United States District Court, N.D. New York

June 25, 2015

WILLIAM QUINCE, Plaintiff,
v.
ANOPLATE CORPORATION, Defendant.

WILLIAM QUINCE, Plaintiff, Pro Se Syracuse, NY.

EDWARD G. MELVIN, ESQ., BARCLAY DAMON, LLP, Counsel for Defendants, Syracuse, NY.

DECISION and ORDER

GLENN T. SUDDABY, District Judge.

Currently before the Court, in this pro se employment civil rights action filed by William Quince ("Plaintiff") against Anoplate Corporation ("Defendant"), are Defendant's motion for summary judgment and Plaintiff's motion to reopen discovery. (Dkt. Nos. 34, 43.) For the reasons set forth below, Defendant's motion is granted and Plaintiff's motion is denied.

I. RELEVANT BACKGROUND

A. Plaintiff's Claims

Generally, liberally construed, Plaintiff's Complaint alleges that, while he was employed by Defendant between 2008 and 2010 (first as a production trainee and then as a Plater I), Defendant wrongfully denied his application for a promotion to an open managerial position on three occasions due to a purported lack of qualifications, denied him an opportunity to transfer to a lateral position, and sent him home early from work one day, based on his race (African-American) and age (46 to 48 years). (Dkt.

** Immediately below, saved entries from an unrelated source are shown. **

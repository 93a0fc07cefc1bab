//! Application state shared between the page loops and the renderer

use parking_lot::RwLock;
use std::fmt;
use std::sync::Arc;
use tokio::sync::broadcast;

use crate::process::{NodeKey, ProcessRow, SortState};
use crate::telemetry::{CpuInfo, RamInfo, SystemSnapshot};
use crate::ui::theme::Theme;

/// Top-level views, each backed by its own sampling loop.
#[derive(Debug, Clone, Copy, PartialEq, Eq, Hash, Default)]
pub enum Page {
    #[default]
    Dashboard,
    Performance,
}

impl Page {
    pub const ALL: [Page; 2] = [Page::Dashboard, Page::Performance];

    pub fn next(self) -> Self {
        match self {
            Self::Dashboard => Self::Performance,
            Self::Performance => Self::Dashboard,
        }
    }
}

impl fmt::Display for Page {
    fn fmt(&self, f: &mut fmt::Formatter<'_>) -> fmt::Result {
        match self {
            Self::Dashboard => write!(f, "Dashboard"),
            Self::Performance => write!(f, "Performance"),
        }
    }
}

#[derive(Debug, Clone, PartialEq, Eq, Default)]
pub enum AppMode {
    #[default]
    Normal,
    Help,
    /// Typing into the process search box
    Search,
    /// Waiting for a yes/no on terminating a row
    ConfirmKill {
        target: NodeKey,
        label: String,
        tree: bool,
    },
}

/// What the dashboard page shows.
#[derive(Debug, Clone, Default)]
pub struct DashboardState {
    pub snapshot: SystemSnapshot,
    pub rows: Vec<ProcessRow>,
    pub top: Vec<ProcessRow>,
    pub process_count: usize,
    pub cursor: usize,
    pub sort: SortState,
    pub grouping: bool,
    pub search: String,
    pub two_column_drives_at_four: bool,
    pub sampled_at: Option<chrono::DateTime<chrono::Local>>,
}

impl DashboardState {
    pub fn cursor_row(&self) -> Option<&ProcessRow> {
        self.rows.get(self.cursor)
    }

    pub fn move_cursor(&mut self, delta: isize) {
        if self.rows.is_empty() {
            self.cursor = 0;
            return;
        }
        let max = self.rows.len() - 1;
        self.cursor = self.cursor.saturating_add_signed(delta).min(max);
    }

    /// Keep the cursor on `key`'s row, or at least inside the list.
    pub fn follow(&mut self, key: Option<&NodeKey>) {
        if let Some(pos) = key.and_then(|k| self.rows.iter().position(|r| &r.key == k)) {
            self.cursor = pos;
        } else {
            self.cursor = self.cursor.min(self.rows.len().saturating_sub(1));
        }
    }
}

/// What the performance page shows.
#[derive(Debug, Clone, Default)]
pub struct PerformanceState {
    pub cpu: CpuInfo,
    pub ram: RamInfo,
    /// Per-entity history, keyed by stable name ("CPU", "RAM", drive, GPU).
    pub history: Vec<(String, Vec<f64>)>,
    pub upload_history: Vec<f64>,
    pub download_history: Vec<f64>,
    pub per_core_view: bool,
    pub sampled_at: Option<chrono::DateTime<chrono::Local>>,
}

#[derive(Debug, Clone)]
pub struct Notification {
    pub id: u64,
    pub message: String,
    pub level: NotificationLevel,
    pub created_at: chrono::DateTime<chrono::Utc>,
    pub duration_ms: u64,
}

#[derive(Debug, Clone, Copy, PartialEq, Eq)]
pub enum NotificationLevel {
    Info,
    Success,
    Warning,
    Error,
}

#[derive(Debug, Clone)]
pub struct AppState {
    pub mode: AppMode,
    pub page: Page,
    pub dashboard: DashboardState,
    pub performance: PerformanceState,
    pub theme: Theme,
    pub notifications: Vec<Notification>,
    pub terminal_size: (u16, u16),
    next_notification: u64,
}

impl AppState {
    pub fn new(theme: Theme) -> Self {
        Self {
            mode: AppMode::Normal,
            page: Page::Dashboard,
            dashboard: DashboardState::default(),
            performance: PerformanceState::default(),
            theme,
            notifications: Vec::new(),
            terminal_size: (80, 24),
            next_notification: 0,
        }
    }

    pub fn add_notification(&mut self, message: String, level: NotificationLevel) -> u64 {
        self.next_notification += 1;
        let id = self.next_notification;
        self.notifications.push(Notification {
            id,
            message,
            level,
            created_at: chrono::Utc::now(),
            duration_ms: 4000,
        });
        id
    }

    pub fn remove_expired_notifications(&mut self) {
        let now = chrono::Utc::now();
        self.notifications.retain(|n| {
            let elapsed = now.signed_duration_since(n.created_at).num_milliseconds().max(0) as u64;
            elapsed < n.duration_ms
        });
    }
}

/// Reactive state changes via broadcast channel
#[derive(Debug, Clone, PartialEq, Eq)]
pub enum StateChange {
    ModeChanged(AppMode),
    PageChanged(Page),
    SnapshotUpdated,
    ProcessesUpdated,
    PerformanceUpdated,
    NotificationAdded(u64),
}

/// Thread-safe state store
pub struct StateStore {
    state: Arc<RwLock<AppState>>,
    change_tx: broadcast::Sender<StateChange>,
}

impl StateStore {
    pub fn new(initial: AppState) -> Self {
        let (change_tx, _) = broadcast::channel(256);
        Self {
            state: Arc::new(RwLock::new(initial)),
            change_tx,
        }
    }

    pub fn subscribe(&self) -> broadcast::Receiver<StateChange> {
        self.change_tx.subscribe()
    }

    /// Atomic state mutation with change notification
    pub fn update<F, R>(&self, mutator: F) -> R
    where
        F: FnOnce(&mut AppState) -> (R, Option<StateChange>),
    {
        let mut state = self.state.write();
        let (result, change) = mutator(&mut state);
        if let Some(change) = change {
            let _ = self.change_tx.send(change);
        }
        result
    }

    pub fn notify(&self, message: impl Into<String>, level: NotificationLevel) {
        self.update(|s| {
            let id = s.add_notification(message.into(), level);
            ((), Some(StateChange::NotificationAdded(id)))
        });
    }

    pub fn read(&self) -> parking_lot::RwLockReadGuard<'_, AppState> {
        self.state.read()
    }

    /// Get a clone of the current state
    pub fn snapshot(&self) -> AppState {
        self.state.read().clone()
    }
}

impl Clone for StateStore {
    fn clone(&self) -> Self {
        Self {
            state: Arc::clone(&self.state),
            change_tx: self.change_tx.clone(),
        }
    }
}

#[cfg(test)]
mod tests {
    use super::*;
    use crate::process::NodeKey;
    use pretty_assertions::assert_eq;

    fn row(pid: u32) -> ProcessRow {
        ProcessRow {
            key: NodeKey::Pid(pid),
            depth: 0,
            name: format!("p{}", pid),
            cpu_percent: 0.0,
            memory_bytes: 0,
            gpu_percent: 0.0,
            instance_count: 1,
            is_group: false,
            is_pinned: false,
            is_selected: false,
            is_expanded: false,
            has_children: false,
        }
    }

    #[test]
    fn test_cursor_is_clamped() {
        let mut dash = DashboardState {
            rows: vec![row(1), row(2), row(3)],
            ..Default::default()
        };
        dash.move_cursor(-1);
        assert_eq!(dash.cursor, 0);
        dash.move_cursor(10);
        assert_eq!(dash.cursor, 2);
        dash.rows.truncate(1);
        dash.follow(None);
        assert_eq!(dash.cursor, 0);
    }

    #[test]
    fn test_cursor_follows_selection() {
        let mut dash = DashboardState {
            rows: vec![row(1), row(2), row(3)],
            ..Default::default()
        };
        dash.follow(Some(&NodeKey::Pid(3)));
        assert_eq!(dash.cursor_row().map(|r| r.key.clone()), Some(NodeKey::Pid(3)));
    }

    #[test]
    fn test_notify_publishes_change() {
        let store = StateStore::new(AppState::new(Theme::tokyo_night()));
        let mut rx = store.subscribe();
        store.notify("hello", NotificationLevel::Info);
        assert_eq!(rx.try_recv().ok(), Some(StateChange::NotificationAdded(1)));
        assert_eq!(store.read().notifications.len(), 1);
    }

    #[test]
    fn test_expired_notifications_removed() {
        let mut state = AppState::new(Theme::tokyo_night());
        state.add_notification("old".into(), NotificationLevel::Warning);
        state.notifications[0].duration_ms = 0;
        state.add_notification("new".into(), NotificationLevel::Info);
        state.remove_expired_notifications();
        assert_eq!(state.notifications.len(), 1);
        assert_eq!(state.notifications[0].message, "new");
    }

    #[test]
    fn test_page_cycle() {
        assert_eq!(Page::Dashboard.next(), Page::Performance);
        assert_eq!(Page::Performance.next(), Page::Dashboard);
    }
}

No. 1 [Plf.'s Compl.].) Plaintiff's Complaint also alleges that, shortly after he left the employment of Defendant, Defendant falsely told possible employers that Plaintiff had been terminated for stealing copper bars. ( Id. )

Based on these factual allegations, Plaintiff's Complaint asserts four claims against Defendant: (1) a claim that Defendant discriminated against him based on his race, in violation of Title VII of the Civil Rights Act of 1964, 42 U.S.C. § 2000e et seq. ("Title VII"); (2) a claim that Defendant discriminated against him based on his race, in violation of New York State Human Rights Law, N.Y. Exec. Law § 296 et seq. ("Human Rights Law"); (3) a claim that Defendant defamed him under New York State common law; and (4) a claim that Defendant discriminated against him based on his age, in violation of the Age Discrimination in Employment Act of 1967, 29 U.S.C. § 621 et seq. ("ADEA"). ( Id. )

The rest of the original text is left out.